Stored data
==================================================
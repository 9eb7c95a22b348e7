//! Rule-based ATS formatting scan: four independently-penalized rubric
//! values weighted into a single 0-100 score with an issue list and quick
//! wins.
//!
//! Only the final weighted score is floored at zero; rubric sub-scores carry
//! whatever the stacked penalties produce. Callers rely on that exact
//! arithmetic.

pub mod handlers;

use std::collections::HashSet;
use std::sync::LazyLock;

use regex::Regex;
use serde::{Deserialize, Serialize};

use crate::resume::parser::CANONICAL_HEADINGS;
use crate::text::MONTH_PATTERN;

static BULLET_PREFIX: LazyLock<Regex> = LazyLock::new(|| Regex::new(r"^[-*•]\s+").unwrap());
static TABLE_LIKE: LazyLock<Regex> = LazyLock::new(|| Regex::new(r"\t|\s{4,}").unwrap());
static MONTH_TOKEN: LazyLock<Regex> =
    LazyLock::new(|| Regex::new(&format!(r"(?i)\b{MONTH_PATTERN}\b")).unwrap());

const MIN_TEXT_LENGTH: usize = 500;

#[derive(Debug, Clone, Copy, PartialEq, Eq, Serialize, Deserialize)]
#[serde(rename_all = "lowercase")]
pub enum Rating {
    Pass,
    Warn,
    Fail,
}

#[derive(Debug, Clone, Copy, PartialEq, Eq, Serialize, Deserialize)]
#[serde(rename_all = "lowercase")]
pub enum Severity {
    High,
    Medium,
    Low,
}

#[derive(Debug, Clone, PartialEq, Serialize, Deserialize)]
pub struct Issue {
    pub severity: Severity,
    pub title: String,
    pub fix: String,
}

/// Rubric sub-scores. Signed on purpose: stacked penalties are not floored
/// here, only the final weighted score is.
#[derive(Debug, Clone, PartialEq, Serialize, Deserialize)]
#[serde(rename_all = "camelCase")]
pub struct Rubric {
    pub layout: i32,
    pub parseability: i32,
    pub readability: i32,
    pub file_quality: i32,
}

#[derive(Debug, Clone, PartialEq, Serialize, Deserialize)]
#[serde(rename_all = "camelCase")]
pub struct AtsScore {
    pub score: u32,
    pub rating: Rating,
    pub rubric: Rubric,
    pub issues: Vec<Issue>,
    pub quick_wins: Vec<String>,
}

#[derive(Debug, Clone, Copy, Default, PartialEq, Serialize, Deserialize)]
#[serde(rename_all = "camelCase", default)]
pub struct AtsFileMeta {
    pub is_scanned: bool,
    pub text_length: usize,
}

#[derive(Debug, Clone, Default, Deserialize)]
#[serde(rename_all = "camelCase")]
pub struct AtsScoreInput {
    pub raw_text: String,
    #[serde(default)]
    pub file_meta: Option<AtsFileMeta>,
}

/// Scans raw resume text for formatting anti-patterns. Total over any input.
pub fn score_ats_format(input: &AtsScoreInput) -> AtsScore {
    let text = input.raw_text.as_str();
    let lines: Vec<&str> = text.split('\n').map(str::trim).collect();
    let normalized = text.to_lowercase();

    let mut issues: Vec<Issue> = Vec::new();
    let mut quick_wins: Vec<String> = Vec::new();

    // Layout: section headings present, one bullet style.
    let missing_headings: Vec<&str> = CANONICAL_HEADINGS
        .iter()
        .filter(|heading| !normalized.contains(&heading.to_lowercase()))
        .copied()
        .collect();

    let mut layout_score: i32 = 100;
    if missing_headings.len() > 3 {
        layout_score -= 25;
        issues.push(Issue {
            severity: Severity::High,
            title: "Missing standard section headings".to_string(),
            fix: format!(
                "Add headings: {}.",
                missing_headings
                    .iter()
                    .take(3)
                    .copied()
                    .collect::<Vec<_>>()
                    .join(", ")
            ),
        });
    } else if !missing_headings.is_empty() {
        layout_score -= 10;
        issues.push(Issue {
            severity: Severity::Medium,
            title: "Some headings missing".to_string(),
            fix: format!("Consider adding: {}.", missing_headings.join(", ")),
        });
    }

    let bullet_styles: HashSet<char> = lines
        .iter()
        .filter(|line| BULLET_PREFIX.is_match(line))
        .filter_map(|line| line.chars().next())
        .collect();
    if bullet_styles.len() > 1 {
        layout_score -= 10;
        issues.push(Issue {
            severity: Severity::Low,
            title: "Inconsistent bullet style".to_string(),
            fix: "Use a single bullet style throughout (e.g., '-').".to_string(),
        });
    }

    // Parseability: table-like spacing, scanned sources.
    let mut parse_score: i32 = 100;
    if lines.iter().any(|line| TABLE_LIKE.is_match(line)) {
        parse_score -= 20;
        issues.push(Issue {
            severity: Severity::Medium,
            title: "Possible table-like formatting".to_string(),
            fix: "Avoid tables or multi-column layouts; use single-column text.".to_string(),
        });
    }
    if input.file_meta.is_some_and(|meta| meta.is_scanned) {
        parse_score -= 35;
        issues.push(Issue {
            severity: Severity::High,
            title: "Low extractable text detected".to_string(),
            fix: "Export a text-based PDF or DOCX instead of a scanned file.".to_string(),
        });
    }

    // Readability: ASCII-only text, visible date ranges.
    let mut readability_score: i32 = 100;
    if text.chars().any(|c| !c.is_ascii()) {
        readability_score -= 10;
        issues.push(Issue {
            severity: Severity::Low,
            title: "Non-standard characters detected".to_string(),
            fix: "Replace special symbols with standard ASCII characters.".to_string(),
        });
    }
    if !MONTH_TOKEN.is_match(&normalized) {
        readability_score -= 10;
        quick_wins.push("Add clear date ranges like \"Jan 2024 - Dec 2025\".".to_string());
    }

    // File quality: enough extractable content to parse.
    let mut file_quality_score: i32 = 100;
    if input.file_meta.map(|meta| meta.text_length).unwrap_or(0) < MIN_TEXT_LENGTH {
        file_quality_score -= 10;
        quick_wins.push("Increase resume content density for better parsing.".to_string());
    }

    let weighted = (layout_score as f64 * 0.35
        + parse_score as f64 * 0.35
        + readability_score as f64 * 0.2
        + file_quality_score as f64 * 0.1)
        .round()
        .max(0.0) as u32;

    let rating = if weighted >= 80 {
        Rating::Pass
    } else if weighted >= 60 {
        Rating::Warn
    } else {
        Rating::Fail
    };

    AtsScore {
        score: weighted,
        rating,
        rubric: Rubric {
            layout: layout_score,
            parseability: parse_score,
            readability: readability_score,
            file_quality: file_quality_score,
        },
        issues,
        quick_wins,
    }
}

#[cfg(test)]
mod tests {
    use super::*;

    fn scanned_input(raw_text: &str, text_length: usize) -> AtsScoreInput {
        AtsScoreInput {
            raw_text: raw_text.to_string(),
            file_meta: Some(AtsFileMeta {
                is_scanned: true,
                text_length,
            }),
        }
    }

    const CLEAN_RESUME: &str = "Jane Doe\n\nSUMMARY\nEngineer.\n\nSKILLS\nRust\n\nEXPERIENCE\nEngineer - Co\n- Built things Jan 2020\n\nEDUCATION\nSchool - BS\n\nPROJECTS\nTool\n- Made it\n\nCERTIFICATIONS\n- CKA\n\nADDITIONAL\n- Speaker";

    #[test]
    fn test_scanned_short_resume_scores_below_pass() {
        let score = score_ats_format(&scanned_input("Short resume text", 30));
        assert!(score.score < 80);
        assert!(!score.issues.is_empty());
        // All seven headings missing (-25), scanned (-35), no month token
        // (-10), thin content (-10): 75/65/90/90 weighted to 76.
        assert_eq!(score.score, 76);
        assert_eq!(score.rating, Rating::Warn);
        assert_eq!(score.rubric.layout, 75);
        assert_eq!(score.rubric.parseability, 65);
        assert_eq!(score.rubric.readability, 90);
        assert_eq!(score.rubric.file_quality, 90);
    }

    #[test]
    fn test_clean_resume_passes() {
        let input = AtsScoreInput {
            raw_text: CLEAN_RESUME.to_string(),
            file_meta: Some(AtsFileMeta {
                is_scanned: false,
                text_length: 900,
            }),
        };
        let score = score_ats_format(&input);
        assert_eq!(score.rating, Rating::Pass);
        assert!(score.issues.is_empty());
        assert!(score.quick_wins.is_empty());
    }

    #[test]
    fn test_few_missing_headings_is_a_medium_issue() {
        let text = "SUMMARY\nSKILLS\nEXPERIENCE\nEDUCATION\nPROJECTS\nJan 2020";
        let input = AtsScoreInput {
            raw_text: text.to_string(),
            file_meta: Some(AtsFileMeta {
                is_scanned: false,
                text_length: 900,
            }),
        };
        let score = score_ats_format(&input);
        assert_eq!(score.rubric.layout, 90);
        assert!(score
            .issues
            .iter()
            .any(|issue| issue.severity == Severity::Medium
                && issue.title == "Some headings missing"));
    }

    #[test]
    fn test_mixed_bullet_styles_penalized() {
        let text = format!("{CLEAN_RESUME}\n* extra bullet");
        let input = AtsScoreInput {
            raw_text: text,
            file_meta: Some(AtsFileMeta {
                is_scanned: false,
                text_length: 900,
            }),
        };
        let score = score_ats_format(&input);
        assert_eq!(score.rubric.layout, 90);
        assert!(score
            .issues
            .iter()
            .any(|issue| issue.title == "Inconsistent bullet style"));
    }

    #[test]
    fn test_tabs_read_as_table_like_formatting() {
        let text = format!("{CLEAN_RESUME}\nName\tValue");
        let input = AtsScoreInput {
            raw_text: text,
            file_meta: None,
        };
        let score = score_ats_format(&input);
        assert_eq!(score.rubric.parseability, 80);
        assert!(score
            .issues
            .iter()
            .any(|issue| issue.title == "Possible table-like formatting"));
    }

    #[test]
    fn test_non_ascii_characters_penalize_readability() {
        let text = format!("{CLEAN_RESUME}\nCafé experience");
        let input = AtsScoreInput {
            raw_text: text,
            file_meta: Some(AtsFileMeta {
                is_scanned: false,
                text_length: 900,
            }),
        };
        let score = score_ats_format(&input);
        assert_eq!(score.rubric.readability, 90);
    }

    #[test]
    fn test_missing_dates_and_thin_content_are_quick_wins_not_issues() {
        let text = "SUMMARY\nSKILLS\nEXPERIENCE\nEDUCATION\nPROJECTS\nCERTIFICATIONS\nADDITIONAL";
        let input = AtsScoreInput {
            raw_text: text.to_string(),
            file_meta: None,
        };
        let score = score_ats_format(&input);
        assert!(score.issues.is_empty());
        assert_eq!(score.quick_wins.len(), 2);
        assert_eq!(score.rubric.readability, 90);
        assert_eq!(score.rubric.file_quality, 90);
    }

    #[test]
    fn test_full_month_names_count_as_date_tokens() {
        let text = format!("{CLEAN_RESUME}\nJanuary 2024 - December 2025");
        let input = AtsScoreInput {
            raw_text: text,
            file_meta: Some(AtsFileMeta {
                is_scanned: false,
                text_length: 900,
            }),
        };
        let score = score_ats_format(&input);
        assert_eq!(score.rubric.readability, 100);
    }

    #[test]
    fn test_empty_text_is_scored_without_error() {
        let score = score_ats_format(&AtsScoreInput {
            raw_text: String::new(),
            file_meta: None,
        });
        // 75/100/90/90 weighted: only the missing headings and quick wins
        // register against empty input.
        assert_eq!(score.score, 88);
        assert_eq!(score.rating, Rating::Pass);
    }
}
==================================================
PROBLEM DETAILS | Please reproduce exactly the lines above, beginning with the first and ending with the line that contains "static BULLET_PREFIX: LazyLock<Regex>", and include nothing outside that range.

WRITTEN ANSWER |
repository 9eb7c95a22b348e7
//! Rule-based ATS formatting scan: four independently-penalized rubric
//! values weighted into a single 0-100 score with an issue list and quick
//! wins.
//!
//! Only the final weighted score is floored at zero; rubric sub-scores carry
//! whatever the stacked penalties produce. Callers rely on that exact
//! arithmetic.

pub mod handlers;

use std::collections::HashSet;
use std::sync::LazyLock;

use regex::Regex;
use serde::{Deserialize, Serialize};

use crate::resume::parser::CANONICAL_HEADINGS;
use crate::text::MONTH_PATTERN;

static BULLET_PREFIX: LazyLock<Regex> = LazyLock::new(|| Regex::new(r"^[-*•]\s+").unwrap());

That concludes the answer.